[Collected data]
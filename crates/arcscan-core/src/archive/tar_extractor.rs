//! Tar extractor implementation

use super::extractor::Extractor;
use crate::Result;
use bzip2::read::BzDecoder;
use flate2::read::GzDecoder;
use std::fs::File;
use std::io::{BufRead, BufReader, Read};
use std::path::Path;
use tar::Archive;
use tracing::debug;
use xz2::read::XzDecoder;
use zstd::stream::read::Decoder as ZstdDecoder;

/// Compression layer wrapped around a tar stream
#[derive(Debug, Clone, Copy, PartialEq, Eq)]
pub enum TarCompression {
    None,
    Gzip,
    Bzip2,
    Xz,
    Zstd,
}

impl TarCompression {
    /// Detect the compression layer from the first bytes of a stream
    pub fn detect(magic: &[u8]) -> Self {
        match magic {
            [0x1f, 0x8b, ..] => TarCompression::Gzip,
            [b'B', b'Z', b'h', ..] => TarCompression::Bzip2,
            [0xfd, b'7', b'z', b'X', b'Z', 0x00, ..] => TarCompression::Xz,
            [0x28, 0xb5, 0x2f, 0xfd, ..] => TarCompression::Zstd,
            _ => TarCompression::None,
        }
    }
}

/// Tar extractor
///
/// The compression layer named by the file suffix is only a hint; the stream
/// itself decides which decoder is used.
pub struct TarExtractor {
    hint: TarCompression,
}

impl Default for TarExtractor {
    fn default() -> Self {
        Self::new()
    }
}

impl TarExtractor {
    /// Create a new tar extractor
    pub fn new() -> Self {
        Self {
            hint: TarCompression::None,
        }
    }

    /// Create a tar extractor for a suffix that names a compression layer
    pub fn with_compression(hint: TarCompression) -> Self {
        Self { hint }
    }

    /// Create the decoding reader for whatever compression the stream carries
    fn create_reader(&self, file: File) -> Result<Box<dyn Read>> {
        let mut reader = BufReader::new(file);
        let compression = TarCompression::detect(reader.fill_buf()?);

        if compression != self.hint {
            debug!(
                "Tar stream compression {:?} differs from suffix hint {:?}",
                compression, self.hint
            );
        }

        Ok(match compression {
            TarCompression::None => Box::new(reader),
            TarCompression::Gzip => Box::new(GzDecoder::new(reader)),
            TarCompression::Bzip2 => Box::new(BzDecoder::new(reader)),
            TarCompression::Xz => Box::new(XzDecoder::new(reader)),
            TarCompression::Zstd => Box::new(ZstdDecoder::with_buffer(reader)?),
        })
    }
}

impl Extractor for TarExtractor {
    fn extract(&self, source: &Path, destination: &Path) -> Result<()> {
        let file = File::open(source)?;
        let reader = self.create_reader(file)?;
        let mut archive = Archive::new(reader);

        // unpack refuses entries that would land outside the destination
        archive.unpack(destination)?;
        Ok(())
    }

    fn format_name(&self) -> &'static str {
        match self.hint {
            TarCompression::None => "tar",
            TarCompression::Gzip => "tar.gz",
            TarCompression::Bzip2 => "tar.bz2",
            TarCompression::Xz => "tar.xz",
            TarCompression::Zstd => "tar.zst",
        }
    }
}
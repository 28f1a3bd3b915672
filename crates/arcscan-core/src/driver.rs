//! End-to-end check: scan, reconcile, report, then optionally save and extract

use crate::archive::{extract_all, BatchSummary};
use crate::reconcile::{reconcile, ScanReport};
use crate::report::{render_report, save_report, save_report_in, to_json_string};
use crate::scan::{scan_directory_with, ScanOptions};
use crate::Result;
use std::io::Write;
use std::path::{Path, PathBuf};
use tracing::info;

/// The yes/no questions asked during a run
#[derive(Debug, Clone, Copy, PartialEq, Eq)]
pub enum Question {
    /// Save the results to a JSON file?
    SaveResults,
    /// Extract the archives flagged as not extracted?
    ExtractArchives,
}

impl Question {
    pub fn prompt(&self) -> &'static str {
        match self {
            Question::SaveResults => "Save the results to a file?",
            Question::ExtractArchives => "Extract the unextracted archives?",
        }
    }
}

/// Source of answers to [`Question`]s
pub trait Confirm {
    fn confirm(&mut self, question: Question) -> Result<bool>;
}

/// Non-interactive confirmer with fixed answers
#[derive(Debug, Clone, Copy, PartialEq, Eq)]
pub struct FixedConfirm {
    save: bool,
    extract: bool,
}

impl FixedConfirm {
    /// Answer yes to everything
    pub fn yes() -> Self {
        Self::answers(true, true)
    }

    /// Answer no to everything
    pub fn no() -> Self {
        Self::answers(false, false)
    }

    pub fn answers(save: bool, extract: bool) -> Self {
        Self { save, extract }
    }
}

impl Confirm for FixedConfirm {
    fn confirm(&mut self, question: Question) -> Result<bool> {
        Ok(match question {
            Question::SaveResults => self.save,
            Question::ExtractArchives => self.extract,
        })
    }
}

/// Where a saved report goes
#[derive(Debug, Clone, Default, PartialEq, Eq)]
pub enum ReportTarget {
    /// Timestamped name in the current directory
    #[default]
    CurrentDir,
    /// Timestamped name in the given directory
    Dir(PathBuf),
    /// Exactly this file
    File(PathBuf),
}

/// How the report is written to the run's output
#[derive(Debug, Clone, Copy, Default, PartialEq, Eq)]
pub enum OutputFormat {
    /// Human-readable report; status lines follow it on the same output
    #[default]
    Text,
    /// The JSON document only; status lines go to the log
    Json,
}

/// What a run produced
#[derive(Debug, Clone, Default)]
pub struct RunSummary {
    pub report: ScanReport,
    /// Path of the saved JSON report, if one was written
    pub saved_to: Option<PathBuf>,
    /// Batch result, if extraction ran
    pub extraction: Option<BatchSummary>,
}

/// Runs a check over one directory tree
#[derive(Debug, Clone)]
pub struct Driver {
    root: PathBuf,
    scan_options: ScanOptions,
    report_target: ReportTarget,
    output_format: OutputFormat,
}

impl Driver {
    pub fn new<P: AsRef<Path>>(root: P) -> Self {
        Self {
            root: root.as_ref().to_path_buf(),
            scan_options: ScanOptions::default(),
            report_target: ReportTarget::default(),
            output_format: OutputFormat::default(),
        }
    }

    pub fn with_scan_options(mut self, scan_options: ScanOptions) -> Self {
        self.scan_options = scan_options;
        self
    }

    pub fn with_report_target(mut self, report_target: ReportTarget) -> Self {
        self.report_target = report_target;
        self
    }

    pub fn with_output_format(mut self, output_format: OutputFormat) -> Self {
        self.output_format = output_format;
        self
    }

    pub fn root(&self) -> &Path {
        &self.root
    }

    /// Scan and reconcile without any output or side effects
    pub fn check(&self) -> Result<ScanReport> {
        let index = scan_directory_with(&self.root, &self.scan_options)?;
        Ok(reconcile(&index))
    }

    /// Write the report to disk according to the configured target
    pub fn save(&self, report: &ScanReport) -> Result<PathBuf> {
        match &self.report_target {
            ReportTarget::CurrentDir => save_report(report, None),
            ReportTarget::Dir(dir) => save_report_in(report, dir),
            ReportTarget::File(file) => save_report(report, Some(file.as_path())),
        }
    }

    /// Run the full check.
    ///
    /// The report is always written to `out` in the configured format.
    /// Saving and extraction only happen when `confirm` agrees; extraction is
    /// not offered when nothing is pending.
    pub fn run(&self, confirm: &mut dyn Confirm, out: &mut dyn Write) -> Result<RunSummary> {
        let report = self.check()?;
        match self.output_format {
            OutputFormat::Text => write!(out, "{}", render_report(&report))?,
            OutputFormat::Json => writeln!(out, "{}", to_json_string(&report)?)?,
        }

        let mut summary = RunSummary::default();

        if confirm.confirm(Question::SaveResults)? {
            let path = self.save(&report)?;
            self.status(out, &format!("Results saved to: {}\n", path.display()))?;
            summary.saved_to = Some(path);
        }

        if !report.not_extracted.is_empty() && confirm.confirm(Question::ExtractArchives)? {
            info!(
                "Extracting {} pending archives",
                report.pending_archives()
            );
            let batch = extract_all(&report.not_extracted);
            self.status(out, &batch.to_string())?;
            summary.extraction = Some(batch);
        }

        summary.report = report;
        Ok(summary)
    }

    /// Status after the report: appended to text output, logged for JSON
    fn status(&self, out: &mut dyn Write, text: &str) -> Result<()> {
        match self.output_format {
            OutputFormat::Text => write!(out, "\n{}", text)?,
            OutputFormat::Json => {
                for line in text.lines().filter(|line| !line.trim().is_empty()) {
                    info!("{}", line.trim());
                }
            }
        }
        Ok(())
    }
}
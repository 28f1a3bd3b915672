//! Batch extraction over a set of archives

use super::{extract_archive, ExtractOutcome};
use crate::scan::NameIndex;
use crate::{Error, Result};
use std::fmt;
use std::path::PathBuf;
use tracing::{info, warn};

/// An archive that could not be extracted
#[derive(Debug, Clone, PartialEq, Eq)]
pub struct Failure {
    pub archive: PathBuf,
    pub message: String,
}

/// Tally of a batch extraction
#[derive(Debug, Clone, Default, PartialEq, Eq)]
pub struct BatchSummary {
    pub succeeded: usize,
    pub failed: usize,
    pub unsupported: usize,
    pub failures: Vec<Failure>,
}

impl BatchSummary {
    pub fn total(&self) -> usize {
        self.succeeded + self.failed + self.unsupported
    }

    pub fn has_failures(&self) -> bool {
        self.failed > 0
    }

    /// `Err(PartialFailure)` when any archive failed
    pub fn ensure_success(&self) -> Result<()> {
        if self.has_failures() {
            return Err(Error::PartialFailure {
                failed: self.failed,
                total: self.total(),
            });
        }
        Ok(())
    }
}

impl fmt::Display for BatchSummary {
    fn fmt(&self, f: &mut fmt::Formatter<'_>) -> fmt::Result {
        writeln!(f, "Extraction summary:")?;
        writeln!(f, "  succeeded:   {}", self.succeeded)?;
        writeln!(f, "  failed:      {}", self.failed)?;
        if self.unsupported > 0 {
            writeln!(f, "  unsupported: {}", self.unsupported)?;
        }
        for failure in &self.failures {
            writeln!(
                f,
                "  ! {}: {}",
                failure.archive.display(),
                failure.message
            )?;
        }
        Ok(())
    }
}

/// Extract every archive in `archives` into its default destination.
///
/// Archives are processed one at a time in index order. A failing archive is
/// recorded and never stops the rest of the batch.
pub fn extract_all(archives: &NameIndex) -> BatchSummary {
    let mut summary = BatchSummary::default();

    for archive in archives.paths() {
        match extract_archive(archive, None) {
            Ok(ExtractOutcome::Extracted { destination, .. }) => {
                info!("Extracted {:?} into {:?}", archive, destination);
                summary.succeeded += 1;
            }
            Ok(ExtractOutcome::Unsupported { .. }) => {
                summary.unsupported += 1;
            }
            Err(e) => {
                warn!("Failed to extract {:?}: {}", archive, e);
                summary.failed += 1;
                summary.failures.push(Failure {
                    archive: archive.to_path_buf(),
                    message: e.to_string(),
                });
            }
        }
    }

    info!(
        "Batch extraction finished: {} succeeded, {} failed",
        summary.succeeded, summary.failed
    );

    summary
}
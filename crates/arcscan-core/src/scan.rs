//! Directory walking and base-name indexing
//!
//! Every entry below the scan root is reduced to a *base name* (its file name
//! with all extensions stripped, stopping at a bare `.tar`) and recorded in a
//! [`NameIndex`]. Archives are additionally recorded in a second index so the
//! reconciler can compare the two.

use crate::{Error, Result};
use serde::{Deserialize, Serialize};
use std::collections::btree_map;
use std::collections::BTreeMap;
use std::path::{Path, PathBuf};
use tracing::{debug, info, warn};
use walkdir::WalkDir;

/// File name suffixes recognized as archives (matched case-insensitively)
pub const ARCHIVE_SUFFIXES: &[&str] = &[
    ".zip", ".tar.gz", ".tgz", ".tar.bz2", ".tbz2", ".tar.xz", ".txz", ".gz", ".rar", ".7z",
];

/// Base name → paths, in the order the walker encountered them
#[derive(Debug, Clone, Default, PartialEq, Eq, Serialize, Deserialize)]
#[serde(transparent)]
pub struct NameIndex {
    entries: BTreeMap<String, Vec<PathBuf>>,
}

impl NameIndex {
    /// Create an empty index
    pub fn new() -> Self {
        Self::default()
    }

    /// Append a path under the given base name
    pub fn insert(&mut self, base_name: impl Into<String>, path: impl Into<PathBuf>) {
        self.entries
            .entry(base_name.into())
            .or_default()
            .push(path.into());
    }

    /// Paths recorded for a base name
    pub fn get(&self, base_name: &str) -> Option<&[PathBuf]> {
        self.entries.get(base_name).map(Vec::as_slice)
    }

    /// Number of paths recorded for a base name (0 when absent)
    pub fn count(&self, base_name: &str) -> usize {
        self.entries.get(base_name).map_or(0, Vec::len)
    }

    pub fn contains(&self, base_name: &str) -> bool {
        self.entries.contains_key(base_name)
    }

    /// Number of distinct base names
    pub fn len(&self) -> usize {
        self.entries.len()
    }

    pub fn is_empty(&self) -> bool {
        self.entries.is_empty()
    }

    /// Total number of paths across all base names
    pub fn path_count(&self) -> usize {
        self.entries.values().map(Vec::len).sum()
    }

    /// Iterate over base names and their paths, sorted by base name
    pub fn iter(&self) -> btree_map::Iter<'_, String, Vec<PathBuf>> {
        self.entries.iter()
    }

    /// Iterate over every recorded path
    pub fn paths(&self) -> impl Iterator<Item = &Path> {
        self.entries.values().flatten().map(PathBuf::as_path)
    }
}

impl<'a> IntoIterator for &'a NameIndex {
    type Item = (&'a String, &'a Vec<PathBuf>);
    type IntoIter = btree_map::Iter<'a, String, Vec<PathBuf>>;

    fn into_iter(self) -> Self::IntoIter {
        self.iter()
    }
}

impl FromIterator<(String, PathBuf)> for NameIndex {
    fn from_iter<I: IntoIterator<Item = (String, PathBuf)>>(iter: I) -> Self {
        let mut index = NameIndex::new();
        for (name, path) in iter {
            index.insert(name, path);
        }
        index
    }
}

/// Result of walking a directory tree
#[derive(Debug, Clone, Default)]
pub struct ScanIndex {
    /// Entries whose file name carries an archive suffix
    pub archives: NameIndex,
    /// Every entry below the root, archives included
    pub all: NameIndex,
}

/// Options for [`scan_directory_with`]
#[derive(Debug, Clone, Default)]
pub struct ScanOptions {
    /// Follow symbolic links while walking
    pub follow_links: bool,
}

/// Split a file name into (stem, extension), leading dots never start an extension.
///
/// The returned extension includes its dot and is empty when there is none.
fn split_extension(name: &str) -> (&str, &str) {
    let first_non_dot = match name.find(|c| c != '.') {
        Some(i) => i,
        None => return (name, ""),
    };
    match name.rfind('.') {
        Some(dot) if dot > first_non_dot => name.split_at(dot),
        _ => (name, ""),
    }
}

/// Strip every extension from a file name, stopping once a `.tar` is removed.
///
/// `archive.tar.gz` → `archive`, `data.tar` → `data`, `report.pdf` → `report`.
/// The `.tar` match is exact, so `DATA.TAR.GZ` strips down to `DATA`.
pub fn base_name(file_name: &str) -> &str {
    let mut name = file_name;
    loop {
        let (stem, ext) = split_extension(name);
        name = stem;
        if ext.is_empty() || ext == ".tar" {
            return name;
        }
    }
}

/// Whether a file name carries one of the [`ARCHIVE_SUFFIXES`]
pub fn is_archive_name(file_name: &str) -> bool {
    let lower = file_name.to_lowercase();
    ARCHIVE_SUFFIXES
        .iter()
        .any(|suffix| lower.ends_with(suffix))
}

/// Walk `root` and index every entry by base name
pub fn scan_directory<P: AsRef<Path>>(root: P) -> Result<ScanIndex> {
    scan_directory_with(root, &ScanOptions::default())
}

/// Walk `root` with options and index every entry by base name
pub fn scan_directory_with<P: AsRef<Path>>(root: P, options: &ScanOptions) -> Result<ScanIndex> {
    let root = root.as_ref();

    if !root.exists() {
        return Err(Error::DirectoryNotFound(root.to_path_buf()));
    }
    if !root.is_dir() {
        return Err(Error::InvalidPath(format!(
            "{} is not a directory",
            root.display()
        )));
    }

    info!("Scanning directory: {:?}", root);

    let mut index = ScanIndex::default();

    for entry in WalkDir::new(root)
        .min_depth(1)
        .follow_links(options.follow_links)
        .sort_by_file_name()
    {
        let entry = match entry {
            Ok(entry) => entry,
            Err(e) => {
                warn!("Skipping unreadable entry: {}", e);
                continue;
            }
        };

        let file_name = entry.file_name().to_string_lossy();
        let name = base_name(&file_name).to_string();
        let path = entry.path().to_path_buf();

        // symlinked archives count even when links are not followed
        if entry.path().is_file() && is_archive_name(&file_name) {
            debug!("Found archive {:?} (base name {:?})", path, name);
            index.archives.insert(name.clone(), path.clone());
        }
        index.all.insert(name, path);
    }

    info!(
        "Scan complete: {} archives, {} entries, {} distinct names",
        index.archives.path_count(),
        index.all.path_count(),
        index.all.len()
    );

    Ok(index)
}
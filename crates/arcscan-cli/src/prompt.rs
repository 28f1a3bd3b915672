//! Confirmation prompts for the check command

use arcscan_core::{Confirm, Error, Question, Result};
use dialoguer::Confirm as ConfirmPrompt;
use std::io::{self, BufRead, IsTerminal, Write};

/// Answers the driver's questions from flags, asking on the terminal for
/// anything the flags leave open
#[derive(Debug, Clone, Copy, Default)]
pub struct CliConfirm {
    save: Option<bool>,
    extract: Option<bool>,
}

impl CliConfirm {
    /// Prompt for both questions
    pub fn interactive() -> Self {
        Self::default()
    }

    /// Fix the answer to one question
    pub fn answer(mut self, question: Question, answer: bool) -> Self {
        match question {
            Question::SaveResults => self.save = Some(answer),
            Question::ExtractArchives => self.extract = Some(answer),
        }
        self
    }

    /// Fix every answer still open
    pub fn answer_rest(mut self, answer: bool) -> Self {
        self.save.get_or_insert(answer);
        self.extract.get_or_insert(answer);
        self
    }

    fn fixed(&self, question: Question) -> Option<bool> {
        match question {
            Question::SaveResults => self.save,
            Question::ExtractArchives => self.extract,
        }
    }
}

impl Confirm for CliConfirm {
    fn confirm(&mut self, question: Question) -> Result<bool> {
        if let Some(answer) = self.fixed(question) {
            return Ok(answer);
        }

        if io::stdin().is_terminal() && io::stderr().is_terminal() {
            return ConfirmPrompt::new()
                .with_prompt(question.prompt())
                .default(false)
                .interact()
                .map_err(|e| Error::Other(format!("Prompt failed: {}", e)));
        }

        read_answer(question, &mut io::stdin().lock(), &mut io::stderr())
    }
}

/// Line-based answer for piped input.
///
/// A `y` in any case is yes; anything else, end of input included, is no.
fn read_answer(
    question: Question,
    input: &mut dyn BufRead,
    prompt: &mut dyn Write,
) -> Result<bool> {
    write!(prompt, "{} (y/n): ", question.prompt())?;
    prompt.flush()?;

    let mut line = String::new();
    input.read_line(&mut line)?;
    Ok(line.trim().eq_ignore_ascii_case("y"))
}

#[cfg(test)]
mod tests {
    use super::*;
    use std::io::Cursor;

    fn answer_from(input: &str) -> bool {
        let mut prompt = Vec::new();
        let answer =
            read_answer(Question::SaveResults, &mut Cursor::new(input), &mut prompt).unwrap();
        assert!(String::from_utf8(prompt).unwrap().contains("(y/n)"));
        answer
    }

    #[test]
    fn test_read_answer() {
        assert!(answer_from("y\n"));
        assert!(answer_from("Y\n"));
        assert!(answer_from("  y  \r\n"));
        assert!(!answer_from("n\n"));
        assert!(!answer_from("yes\n"));
        assert!(!answer_from("\n"));
        assert!(!answer_from(""));
    }

    #[test]
    fn test_read_answer_consumes_one_line() {
        let mut input = Cursor::new("n\ny\n");
        let mut prompt = Vec::new();
        assert!(!read_answer(Question::SaveResults, &mut input, &mut prompt).unwrap());
        assert!(read_answer(Question::ExtractArchives, &mut input, &mut prompt).unwrap());
    }

    #[test]
    fn test_fixed_answers_skip_prompt() {
        let mut confirm = CliConfirm::interactive()
            .answer(Question::SaveResults, true)
            .answer_rest(false);

        assert!(confirm.confirm(Question::SaveResults).unwrap());
        assert!(!confirm.confirm(Question::ExtractArchives).unwrap());
    }

    #[test]
    fn test_answer_rest_keeps_explicit_answers() {
        let confirm = CliConfirm::interactive()
            .answer(Question::ExtractArchives, false)
            .answer_rest(true);

        assert_eq!(confirm.fixed(Question::SaveResults), Some(true));
        assert_eq!(confirm.fixed(Question::ExtractArchives), Some(false));
    }
}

PROBLEM DETAILS: Print the first line of the records above and each line after it, exactly, through the line with "impl Default for".

TASK SOLUTION:
filename crates/arcscan-core/src/archive/tar_extractor.rs
//! Tar extractor implementation

use super::extractor::Extractor;
use crate::Result;
use bzip2::read::BzDecoder;
use flate2::read::GzDecoder;
use std::fs::File;
use std::io::{BufRead, BufReader, Read};
use std::path::Path;
use tar::Archive;
use tracing::debug;
use xz2::read::XzDecoder;
use zstd::stream::read::Decoder as ZstdDecoder;

/// Compression layer wrapped around a tar stream
#[derive(Debug, Clone, Copy, PartialEq, Eq)]
pub enum TarCompression {
    None,
    Gzip,
    Bzip2,
    Xz,
    Zstd,
}

impl TarCompression {
    /// Detect the compression layer from the first bytes of a stream
    pub fn detect(magic: &[u8]) -> Self {
        match magic {
            [0x1f, 0x8b, ..] => TarCompression::Gzip,
            [b'B', b'Z', b'h', ..] => TarCompression::Bzip2,
            [0xfd, b'7', b'z', b'X', b'Z', 0x00, ..] => TarCompression::Xz,
            [0x28, 0xb5, 0x2f, 0xfd, ..] => TarCompression::Zstd,
            _ => TarCompression::None,
        }
    }
}

/// Tar extractor
///
/// The compression layer named by the file suffix is only a hint; the stream
/// itself decides which decoder is used.
pub struct TarExtractor {
    hint: TarCompression,
}

impl Default for TarExtractor {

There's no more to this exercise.